La cultura como algo distinto de la sociedad no existe. De ahí que Simone Weil, citada por Calasso, pueda decir: «Hoy solo un adhesión sin reservas a un sistema totalitario pardo, rojo o de cualquier otro color, consigue dar, por así decir, una sólida ilusión de unidad interior. Por eso constituye una tentación tan fuerte para las almas perdidas» (Preludio a una declaración). La cultura reside justamente en que es algo que nos tiene agarrados, de ahí la necesidad de traicionarla para crear algo, para lograr que la pasión significante de lo imposible siga. Y siga en una emancipación que, en el límite, se confunde con la tierra, una tierra más profunda que todas sus leyes, eso que Lacan llama Lituraterre [13]. Finalmente, lo esencial en Lacan no es la falta, sino una falta que se hace objeto del deseo y se convierte en referente, motor inmóvil del movimiento. Atendamos a esta pregunta del seminario Encore: «¿Tener el a, es el ser? Con esta pregunta me despido hoy» [14]. Como se ve, es posible que el pensamiento de Jacques Lacan, en sus mejores momentos, esté mucho más cerca de Spinoza de lo que él mismo solía reconocer.

 

¿Nunca hay que esperar nada, ni siquiera de la desesperación? [15]. No, es posible que aquí Lacan, como tantas veces, esté jugando con el lenguaje. El deseo no necesita ninguna meta distinta al desierto que está en su centro, esa silenciosa meseta que configura la silenciosa suma total de nuestras posibilidades. ¿No será la vegetación de ese desierto el dios final de Heidegger, esa «puntuación sin texto» que todavía puede salvarnos? [16]. Dios es cualquier cosa, solo que vivida en su verdad: un tarado que cruza la calle, una rama que se parte… O ese picadillo significante de Joyce en el Seminario 23. Cuando Borges decía que lo que temía verdaderamente era la esperanza, la ilusión de una emancipación que consista en algo distinto a empuñar nuestra irremediable perdición y darle forma de vida, puede ser que supiera muy bien de qué estaba hablando. Cualquier emancipación real, destinada a durar, debe empezar por la renuncia, por una estoica subversión de la aceptación.

 

«La necesidad es mi guía… Soledad es tener solamente el destino humano. Y soledad es no necesitar. No necesitar deja a un hombre muy solo, totalmente solo… Amor mío, no temas la carencia: ella es nuestro mayor destino… el amor es tan inherente como la propia carencia y estamos protegidos por una necesidad que se renovará continuamente»  (Clarice Lispector).

 

 

Ignacio Castro Rey.

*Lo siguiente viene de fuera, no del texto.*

//! Raw TOML configuration data types
//!
//! These structs represent the exact structure of the TOML config file.
//! Detector and revision sections deserialize straight into the domain
//! config types; every section is optional.

mod fallacy;
mod generation;
mod logging;
mod output;

pub use fallacy::FileFallacyConfig;
pub use generation::{FileGenerationConfig, GenerationProvider};
pub use logging::FileLoggingConfig;
pub use output::FileOutputConfig;

use critique_application::{EngineConfig, GenerationParams};
use critique_domain::{BiasConfig, CitationConfig, RevisionPolicy, ScoringConfig};
use serde::{Deserialize, Serialize};
use thiserror::Error;

/// Configuration problems found by [`FileConfig::validate`]
#[derive(Error, Debug, Clone, PartialEq, Eq)]
pub enum ConfigValidationError {
    #[error("[generation] timeout_seconds cannot be 0")]
    InvalidTimeout,

    #[error("[generation] provider \"command\" requires `command`")]
    MissingCommand,

    #[error("[generation] provider \"http\" requires `endpoint`")]
    MissingEndpoint,

    #[error("[fallacy] {0}")]
    InvalidRule(String),

    #[error("{0}")]
    InvalidSection(String),
}

impl ConfigValidationError {
    /// Rejected custom rules only degrade the fallacy detector, so the
    /// run can continue.
    pub fn is_warning(&self) -> bool {
        matches!(self, Self::InvalidRule(_))
    }
}

/// Complete file configuration (raw TOML structure)
#[derive(Debug, Clone, Default, PartialEq, Serialize, Deserialize)]
#[serde(default)]
pub struct FileConfig {
    /// Penalty weights
    pub scoring: ScoringConfig,
    /// Citation proximity window and support ratio
    pub citation: CitationConfig,
    /// Stance-marker thresholds
    pub bias: BiasConfig,
    /// Threshold, attempt limit and prompt budget
    pub revision: RevisionPolicy,
    /// Extra fallacy rules
    pub fallacy: FileFallacyConfig,
    /// Generation collaborator
    pub generation: FileGenerationConfig,
    /// Diagnostic and event logs
    pub logging: FileLoggingConfig,
    /// Output settings
    pub output: FileOutputConfig,
}

impl FileConfig {
    /// Validate the entire configuration, returning all detected issues.
    pub fn validate(&self) -> Vec<ConfigValidationError> {
        let mut issues: Vec<ConfigValidationError> = self
            .to_engine_config()
            .validate()
            .into_iter()
            .map(ConfigValidationError::InvalidSection)
            .collect();

        issues.extend(
            self.fallacy
                .rule_errors()
                .into_iter()
                .map(ConfigValidationError::InvalidRule),
        );

        if self.generation.timeout_seconds == 0 {
            issues.push(ConfigValidationError::InvalidTimeout);
        }
        match self.generation.provider {
            GenerationProvider::Command
                if self.generation.command.as_deref().is_none_or(|c| c.trim().is_empty()) =>
            {
                issues.push(ConfigValidationError::MissingCommand)
            }
            GenerationProvider::Http
                if self.generation.endpoint.as_deref().is_none_or(|e| e.trim().is_empty()) =>
            {
                issues.push(ConfigValidationError::MissingEndpoint)
            }
            _ => {}
        }

        issues
    }

    /// Application config built from the file sections.
    pub fn to_engine_config(&self) -> EngineConfig {
        EngineConfig::new(
            self.scoring.clone(),
            self.citation.clone(),
            self.bias.clone(),
            self.revision.clone(),
        )
        .with_custom_rules(self.fallacy.custom_rules.clone())
        .with_generation(GenerationParams::from_timeout_seconds(
            self.generation.timeout_seconds,
        ))
    }
}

Madrid, 21 de abril de 2020

(Publicado por vez primera en la revista Lacanemancipa)

 

 

Notas

  1. Prólogo a Anika Rifflet-Lemaire, Lacan, Edhasa, Barcelona, 1971, p. 21.
  2. Jacques Lacan, El reverso del psicoanálisis. El seminario: libro 17, Paidós, Buenos Aires, 1992, p. 77.
  3. Jacques Lacan, «La tercera», Intervenciones y textos 2, Manantial, Buenos Aires, 1993, p. 85.
  4. O bien: «No aferra nada, y de este modo nada pierde» (XXVII). Lao zi, El libro del Tao, Alfaguara, Madrid, 1986 (5ª ed.), p. 147 y p. 55 respectivamente.
  5. Jacques Lacan, La angustia. El seminario: libro 10, Paidós, Buenos Aires, 2006, p. 231.
  6. Metafísica, Libro XII (1069a-1076a). Por ejemplo, en Gredos, Madrid, 1970 (vol. 1), pp. 234-236.
  7. Jacques Lacan, Los cuatro conceptos fundamentales del psicoanálisis, Seix Barral, Barcelona, 1977, p. 45.
  8. Jacques Lacan, Aun. El seminario: libro 20, Paidós, Buenos Aires, 1981, p. 109.
  9. Ibíd., p. 100.
  10. Ibíd., p. 103.
  11. Ibíd., pp. 59, 100 y 120. Sobre la importancia de los «hombres infames» ver Gilles Deleuze, Foucault, Paidós, Barcelona, 1987, pp. 126-127.
  12. Jacques Lacan, Aun. El seminario: 20, op. cit., p. 59.
  13. Ibíd., p. 146.
  14. Ibíd., p. 121.
  15. Jacques Lacan, «Kant con Sade», Escritos II, Siglo XXI, México, 1975, p. 349.
  16. Jacques Lacan, «Respuesta al comentario de Jean Hyppolite», Escritos II, op. cit., p. 149.